HOW TO COMPLETE THIS TASK: Nothing in the records may be changed; reproduce all of them.

MATERIAL SUPPLIED:
════════════════

//! Crawl observability metrics
//!
//! Counters and histograms for loader requests, retries, rate-limiter waits and crawl
//! outcomes. Recording is always cheap: without an installed exporter the `metrics`
//! macros are no-ops. [`init_metrics`] installs a Prometheus scrape endpoint.

use metrics::{
    counter, describe_counter, describe_gauge, describe_histogram, gauge, histogram, Unit,
};
use metrics_exporter_prometheus::PrometheusBuilder;
use once_cell::sync::Lazy;
use std::net::SocketAddr;
use std::sync::atomic::{AtomicBool, AtomicU64, Ordering};
use std::time::{Duration, Instant};
use tracing::{debug, info, warn};

/// Global metrics registry initialization flag
static METRICS_INITIALIZED: AtomicBool = AtomicBool::new(false);

/// Correlation ID generator for request tracing
static CORRELATION_COUNTER: Lazy<AtomicU64> = Lazy::new(|| AtomicU64::new(0));

/// Metrics setup errors
#[derive(Debug, thiserror::Error)]
pub enum MetricsError {
    /// The Prometheus exporter could not be installed
    #[error("failed to install Prometheus exporter: {0}")]
    Install(String),
}

/// Initialize metrics system with Prometheus exporter
///
/// Idempotent: later calls are ignored once an exporter is installed.
///
/// # Arguments
/// * `addr` - Socket address to bind the scrape endpoint (e.g., "127.0.0.1:9090")
pub fn init_metrics(addr: SocketAddr) -> Result<(), MetricsError> {
    if METRICS_INITIALIZED.load(Ordering::SeqCst) {
        debug!("Metrics already initialized, skipping");
        return Ok(());
    }

    info!("Initializing metrics system on {}", addr);

    PrometheusBuilder::new()
        .with_http_listener(addr)
        .install()
        .map_err(|e| MetricsError::Install(e.to_string()))?;

    describe_counter!(
        "loader_requests_total",
        Unit::Count,
        "Total number of requests made to the symbol loader"
    );

    describe_histogram!(
        "loader_request_duration_seconds",
        Unit::Seconds,
        "Symbol loader request duration in seconds"
    );

    describe_counter!(
        "crawler_retries_total",
        Unit::Count,
        "Total number of retry attempts"
    );

    describe_histogram!(
        "crawler_retry_backoff_seconds",
        Unit::Seconds,
        "Duration of retry backoff in seconds"
    );

    describe_histogram!(
        "rate_limit_queue_wait_seconds",
        Unit::Seconds,
        "Time spent waiting for rate limit permits"
    );

    describe_gauge!(
        "rate_limit_permits_available",
        Unit::Count,
        "Currently available rate limit permits"
    );

    describe_counter!(
        "crawler_symbols_total",
        Unit::Count,
        "Symbols processed, labelled by load type and outcome"
    );

    describe_counter!(
        "crawler_trades_total",
        Unit::Count,
        "Trade rows extracted"
    );

    METRICS_INITIALIZED.store(true, Ordering::SeqCst);
    info!("Metrics system initialized successfully on {}", addr);
    Ok(())
}

/// Generate a new correlation ID for request tracing
pub fn generate_correlation_id() -> String {
    let id = CORRELATION_COUNTER.fetch_add(1, Ordering::Relaxed) + 1;
    format!("req-{id:08x}")
}

/// Timing and outcome of one loader request
pub struct HttpRequestMetrics {
    endpoint: String,
    start_time: Instant,
    correlation_id: String,
}

impl HttpRequestMetrics {
    /// Start recording a new request
    pub fn start(endpoint: impl Into<String>) -> Self {
        let endpoint = endpoint.into();
        let correlation_id = generate_correlation_id();

        debug!(
            correlation_id = %correlation_id,
            endpoint = %endpoint,
            "Starting HTTP request metrics"
        );

        Self {
            endpoint,
            start_time: Instant::now(),
            correlation_id,
        }
    }

    /// Record a response with `status_code`
    pub fn record_complete(&self, status_code: u16) {
        let duration = self.start_time.elapsed();

        counter!(
            "loader_requests_total",
            "endpoint" => self.endpoint.clone(),
            "status" => status_code.to_string(),
        )
        .increment(1);

        histogram!(
            "loader_request_duration_seconds",
            "endpoint" => self.endpoint.clone(),
        )
        .record(duration.as_secs_f64());

        debug!(
            correlation_id = %self.correlation_id,
            endpoint = %self.endpoint,
            status = status_code,
            duration_ms = duration.as_millis(),
            "HTTP request completed"
        );
    }

    /// Record a transport failure (no status code)
    pub fn record_network_error(&self, kind: &'static str) {
        let duration = self.start_time.elapsed();

        counter!(
            "loader_requests_total",
            "endpoint" => self.endpoint.clone(),
            "status" => kind,
        )
        .increment(1);

        histogram!(
            "loader_request_duration_seconds",
            "endpoint" => self.endpoint.clone(),
        )
        .record(duration.as_secs_f64());

        warn!(
            correlation_id = %self.correlation_id,
            endpoint = %self.endpoint,
            kind = kind,
            duration_ms = duration.as_millis(),
            "Network error recorded"
        );
    }

    /// Get the correlation ID for this request
    pub fn correlation_id(&self) -> &str {
        &self.correlation_id
    }
}

/// Record retry backoff duration
pub fn record_retry_backoff(duration: Duration, attempt: u32) {
    counter!(
        "crawler_retries_total",
        "attempt" => attempt.to_string(),
    )
    .increment(1);

    histogram!(
        "crawler_retry_backoff_seconds",
        "attempt" => attempt.to_string(),
    )
    .record(duration.as_secs_f64());

    debug!(
        attempt = attempt,
        backoff_ms = duration.as_millis(),
        "Retry backoff recorded"
    );
}

/// Record time spent waiting for a rate-limit permit
pub fn record_rate_limit_wait(wait: Duration, available: usize) {
    histogram!("rate_limit_queue_wait_seconds").record(wait.as_secs_f64());
    gauge!("rate_limit_permits_available").set(available as f64);

    if wait.as_millis() > 100 {
        debug!(
            wait_ms = wait.as_millis(),
            available = available,
            "Rate limit permit acquired after wait"
        );
    }
}

/// Outcome of one identifier
#[derive(Debug, Clone, Copy, PartialEq, Eq)]
pub enum SymbolOutcome {
    /// Page fetched and extracted
    Crawled,
    /// Page fetched but no header marker matched
    Malformed,
    /// Fetch failed after all attempts
    Failed,
}

impl SymbolOutcome {
    fn as_str(self) -> &'static str {
        match self {
            SymbolOutcome::Crawled => "crawled",
            SymbolOutcome::Malformed => "malformed",
            SymbolOutcome::Failed => "failed",
        }
    }
}

/// Record the outcome of one identifier
pub fn record_symbol(load_type: &str, outcome: SymbolOutcome, trades: usize) {
    counter!(
        "crawler_symbols_total",
        "load_type" => load_type.to_string(),
        "outcome" => outcome.as_str(),
    )
    .increment(1);

    if trades > 0 {
        counter!(
            "crawler_trades_total",
            "load_type" => load_type.to_string(),
        )
        .increment(trades as u64);
    }
}

/// Check if metrics system is initialized
pub fn is_initialized() -> bool {
    METRICS_INITIALIZED.load(Ordering::SeqCst)
}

════════════════

EXERCISE RESULT:
//! Crawl observability metrics
//!
//! Counters and histograms for loader requests, retries, rate-limiter waits and crawl
//! outcomes. Recording is always cheap: without an installed exporter the `metrics`
//! macros are no-ops. [`init_metrics`] installs a Prometheus scrape endpoint.

use metrics::{
    counter, describe_counter, describe_gauge, describe_histogram, gauge, histogram, Unit,
};
use metrics_exporter_prometheus::PrometheusBuilder;
use once_cell::sync::Lazy;
use std::net::SocketAddr;
use std::sync::atomic::{AtomicBool, AtomicU64, Ordering};
use std::time::{Duration, Instant};
use tracing::{debug, info, warn};

/// Global metrics registry initialization flag
static METRICS_INITIALIZED: AtomicBool = AtomicBool::new(false);

/// Correlation ID generator for request tracing
static CORRELATION_COUNTER: Lazy<AtomicU64> = Lazy::new(|| AtomicU64::new(0));

/// Metrics setup errors
#[derive(Debug, thiserror::Error)]
pub enum MetricsError {
    /// The Prometheus exporter could not be installed
    #[error("failed to install Prometheus exporter: {0}")]
    Install(String),
}

/// Initialize metrics system with Prometheus exporter
///
/// Idempotent: later calls are ignored once an exporter is installed.
///
/// # Arguments
/// * `addr` - Socket address to bind the scrape endpoint (e.g., "127.0.0.1:9090")
pub fn init_metrics(addr: SocketAddr) -> Result<(), MetricsError> {
    if METRICS_INITIALIZED.load(Ordering::SeqCst) {
        debug!("Metrics already initialized, skipping");
        return Ok(());
    }

    info!("Initializing metrics system on {}", addr);

    PrometheusBuilder::new()
        .with_http_listener(addr)
        .install()
        .map_err(|e| MetricsError::Install(e.to_string()))?;

    describe_counter!(
        "loader_requests_total",
        Unit::Count,
        "Total number of requests made to the symbol loader"
    );

    describe_histogram!(
        "loader_request_duration_seconds",
        Unit::Seconds,
        "Symbol loader request duration in seconds"
    );

    describe_counter!(
        "crawler_retries_total",
        Unit::Count,
        "Total number of retry attempts"
    );

    describe_histogram!(
        "crawler_retry_backoff_seconds",
        Unit::Seconds,
        "Duration of retry backoff in seconds"
    );

    describe_histogram!(
        "rate_limit_queue_wait_seconds",
        Unit::Seconds,
        "Time spent waiting for rate limit permits"
    );

    describe_gauge!(
        "rate_limit_permits_available",
        Unit::Count,
        "Currently available rate limit permits"
    );

    describe_counter!(
        "crawler_symbols_total",
        Unit::Count,
        "Symbols processed, labelled by load type and outcome"
    );

    describe_counter!(
        "crawler_trades_total",
        Unit::Count,
        "Trade rows extracted"
    );

    METRICS_INITIALIZED.store(true, Ordering::SeqCst);
    info!("Metrics system initialized successfully on {}", addr);
    Ok(())
}

/// Generate a new correlation ID for request tracing
pub fn generate_correlation_id() -> String {
    let id = CORRELATION_COUNTER.fetch_add(1, Ordering::Relaxed) + 1;
    format!("req-{id:08x}")
}

/// Timing and outcome of one loader request
pub struct HttpRequestMetrics {
    endpoint: String,
    start_time: Instant,
    correlation_id: String,
}

impl HttpRequestMetrics {
    /// Start recording a new request
    pub fn start(endpoint: impl Into<String>) -> Self {
        let endpoint = endpoint.into();
        let correlation_id = generate_correlation_id();

        debug!(
            correlation_id = %correlation_id,
            endpoint = %endpoint,
            "Starting HTTP request metrics"
        );

        Self {
            endpoint,
            start_time: Instant::now(),
            correlation_id,
        }
    }

    /// Record a response with `status_code`
    pub fn record_complete(&self, status_code: u16) {
        let duration = self.start_time.elapsed();

        counter!(
            "loader_requests_total",
            "endpoint" => self.endpoint.clone(),
            "status" => status_code.to_string(),
        )
        .increment(1);

        histogram!(
            "loader_request_duration_seconds",
            "endpoint" => self.endpoint.clone(),
        )
        .record(duration.as_secs_f64());

        debug!(
            correlation_id = %self.correlation_id,
            endpoint = %self.endpoint,
            status = status_code,
            duration_ms = duration.as_millis(),
            "HTTP request completed"
        );
    }

    /// Record a transport failure (no status code)
    pub fn record_network_error(&self, kind: &'static str) {
        let duration = self.start_time.elapsed();

        counter!(
            "loader_requests_total",
            "endpoint" => self.endpoint.clone(),
            "status" => kind,
        )
        .increment(1);

        histogram!(
            "loader_request_duration_seconds",
            "endpoint" => self.endpoint.clone(),
        )
        .record(duration.as_secs_f64());

        warn!(
            correlation_id = %self.correlation_id,
            endpoint = %self.endpoint,
            kind = kind,
            duration_ms = duration.as_millis(),
            "Network error recorded"
        );
    }

    /// Get the correlation ID for this request
    pub fn correlation_id(&self) -> &str {
        &self.correlation_id
    }
}

/// Record retry backoff duration
pub fn record_retry_backoff(duration: Duration, attempt: u32) {
    counter!(
        "crawler_retries_total",
        "attempt" => attempt.to_string(),
    )
    .increment(1);

    histogram!(
        "crawler_retry_backoff_seconds",
        "attempt" => attempt.to_string(),
    )
    .record(duration.as_secs_f64());

    debug!(
        attempt = attempt,
        backoff_ms = duration.as_millis(),
        "Retry backoff recorded"
    );
}

/// Record time spent waiting for a rate-limit permit
pub fn record_rate_limit_wait(wait: Duration, available: usize) {
    histogram!("rate_limit_queue_wait_seconds").record(wait.as_secs_f64());
    gauge!("rate_limit_permits_available").set(available as f64);

    if wait.as_millis() > 100 {
        debug!(
            wait_ms = wait.as_millis(),
            available = available,
            "Rate limit permit acquired after wait"
        );
    }
}

/// Outcome of one identifier
#[derive(Debug, Clone, Copy, PartialEq, Eq)]
pub enum SymbolOutcome {
    /// Page fetched and extracted
    Crawled,
    /// Page fetched but no header marker matched
    Malformed,
    /// Fetch failed after all attempts
    Failed,
}

impl SymbolOutcome {
    fn as_str(self) -> &'static str {
        match self {
            SymbolOutcome::Crawled => "crawled",
            SymbolOutcome::Malformed => "malformed",
            SymbolOutcome::Failed => "failed",
        }
    }
}

/// Record the outcome of one identifier
pub fn record_symbol(load_type: &str, outcome: SymbolOutcome, trades: usize) {
    counter!(
        "crawler_symbols_total",
        "load_type" => load_type.to_string(),
        "outcome" => outcome.as_str(),
    )
    .increment(1);

    if trades > 0 {
        counter!(
            "crawler_trades_total",
            "load_type" => load_type.to_string(),
        )
        .increment(trades as u64);
    }
}

/// Check if metrics system is initialized
pub fn is_initialized() -> bool {
    METRICS_INITIALIZED.load(Ordering::SeqCst)
}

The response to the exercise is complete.